Writing a smart worm is a challenge, and we should consider ourselves lucky that common worms and viruses don't really do any serious harm. One of the surprising conclusions of the CAIDA report is that, even for applications with deployments of fewer than 20,000 nodes on the Internet, a worm still can spread very fast. It's not just widespread software that can be used to wreak havoc. If you develop software and want to perform in-depth security testing, check out our review of Cenzic's Hailstorm Protocol Modeler on page 103.

An Easy Mark?

Targeted attacks are much more dangerous than random scans because your organization has been singled out for a takeover. Whether the coup succeeds depends on a number of variables, but knowing you've been targeted is crucial. Finding out the goal of the attack is the next step.



Top 5 Security Events

click to enlarge

The bad news: The more skilled the attacker, the less likely he or she will be noticed during the attack. The good news: Targeted attacks comprise a small portion of overall attacks, and successful targeted attacks are rarer still. For example, in 2002, ISS Managed Security Service noted 5,052 incidents, encompassing port scans to severe attacks, but only about 80--1.6 percent--were severe enough that ISS' Emergency Response Service needed to deal with the attack.

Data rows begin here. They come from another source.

#[tokio::test]
async fn test_claims_respawn_then_finish_the_round() {
    // テスト項目: 閾値未満の獲得で new-collectible、閾値到達で game-over が全員に届き、以降のクレームは無視される
    // given (前提条件):
    let server = TestServer::start(2).await;
    let (mut alice, alice_init) = server.join(json!({"type": "init-player", "x": 0, "y": 0})).await;
    let alice_id = alice_init["id"].as_str().unwrap().to_string();
    let (mut bob, _) = server.join(json!({"type": "init-player", "x": 5, "y": 5})).await;
    recv(&mut alice).await;
    let first_id = alice_init["collectible"]["id"].as_u64().unwrap();

    // when (操作):
    send(
        &mut alice,
        json!({"type": "claim", "playerId": alice_id, "collectibleId": first_id}),
    )
    .await;

    // then (期待する結果):
    for ws in [&mut alice, &mut bob] {
        let respawn = recv(ws).await;
        assert_eq!(respawn["type"], "new-collectible");
        assert_eq!(respawn["playerId"], alice_id.as_str());
        assert_eq!(respawn["players"][0]["score"], 1);
        assert_eq!(respawn["collectible"]["x"], 200);
        assert!(respawn["collectible"]["id"].as_u64().unwrap() > first_id);
    }

    // when (操作): 古い id のクレームは無視され、新しい id のクレーム（旧名 hit-coin）で勝利する
    let stale = json!({"type": "claim", "playerId": alice_id, "collectibleId": first_id});
    send(&mut alice, stale).await;
    assert_silent(&mut bob).await;

    let snapshot: Value = reqwest::get(server.http_url("/debug/game"))
        .await
        .unwrap()
        .json()
        .await
        .unwrap();
    let second_id = snapshot["collectible"]["id"].as_u64().unwrap();
    send(
        &mut alice,
        json!({"type": "hit-coin", "playerId": alice_id, "coinId": second_id}),
    )
    .await;

    // then (期待する結果):
    for ws in [&mut alice, &mut bob] {
        assert_eq!(
            recv(ws).await,
            json!({"type": "game-over", "winnerId": alice_id})
        );
    }

    send(
        &mut alice,
        json!({"type": "claim", "playerId": alice_id, "collectibleId": second_id}),
    )
    .await;
    assert_silent(&mut bob).await;

    let summary: Value = reqwest::get(server.http_url("/api/game"))
        .await
        .unwrap()
        .json()
        .await
        .unwrap();
    assert_eq!(summary["status"], "finished");
    assert_eq!(summary["winnerId"], alice_id.as_str());
    assert_eq!(summary["collectible"], Value::Null);
    assert_eq!(summary["leaderboard"][0]["score"], 2);
    assert_eq!(summary["finishedAt"], "2023-11-14T22:14:20+00:00");
}
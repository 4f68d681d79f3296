//! UI layer: the axum server, WebSocket event dispatch and HTTP endpoints.

mod handler;
mod server;
mod signal;
pub mod state;

pub use server::{Server, ServerError, StaticAssets};
//! Deterministic directory listings.
//!
//! Reads the immediate children of a directory, orders them, and offers O(1)
//! lookup of an entry's rank in that order. Two orderings are available:
//!
//! - **lexicographic**: file names compared byte by byte;
//! - **natural**: directories before files, and within each group stems
//!   ordered by their leading (or else trailing) number when every entry in
//!   the group has one, so `ep2` comes before `ep10`.
//!
//! # Key Types
//!
//! - [`DirectoryListing`] -- The sorted, ranked snapshot of a directory
//! - [`DirectoryEntry`] -- A captured child (path + kind)
//! - [`Enumeration`] -- Whether reading the directory completed, stopped early, or failed
//! - [`ListingConfig`] -- Ordering options
//! - [`RankIndex`] -- Path to position map backing rank lookups

pub mod config;
pub mod entry;
pub mod error;
pub mod index;
pub mod listing;
pub mod natural;
pub mod sort;

pub use config::ListingConfig;
pub use entry::{DirectoryEntry, EntryKind};
pub use error::ListingError;
pub use index::RankIndex;
pub use listing::{DirectoryListing, Enumeration};
pub use natural::{GroupOrder, StemNumbers};
pub use sort::sort_entries;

A whopping 82.53 percent of all attacks originated on North American computers, according to ISS' "Top Attacking Regions From October 28, 2002, to December 31, 2002". Perhaps it's the high U.S. per-capita connectivity rate or the number of unpatched and unmaintained systems on campus and broadband networks that are used as relay points by attackers trying to cover their tracks. The truth is there's no way to tell if the attacker is sitting at the keyboard of the attacking computer or if he or she is hopping through multiple systems.

You could try to track the attacker by starting at the system that's directly attacking you, asking the person who administers that system to track the attack to the next hop, contact that administrator, get him or her to track the connection to the next hop, and so on. Of course, you will have to deal with multiple languages, convince others to help you, hope they have the technical experience to ferret out the next hop, and so on. Unless you're planning to prosecute the attacker and are willing to call in the feds, this is a fruitless pursuit.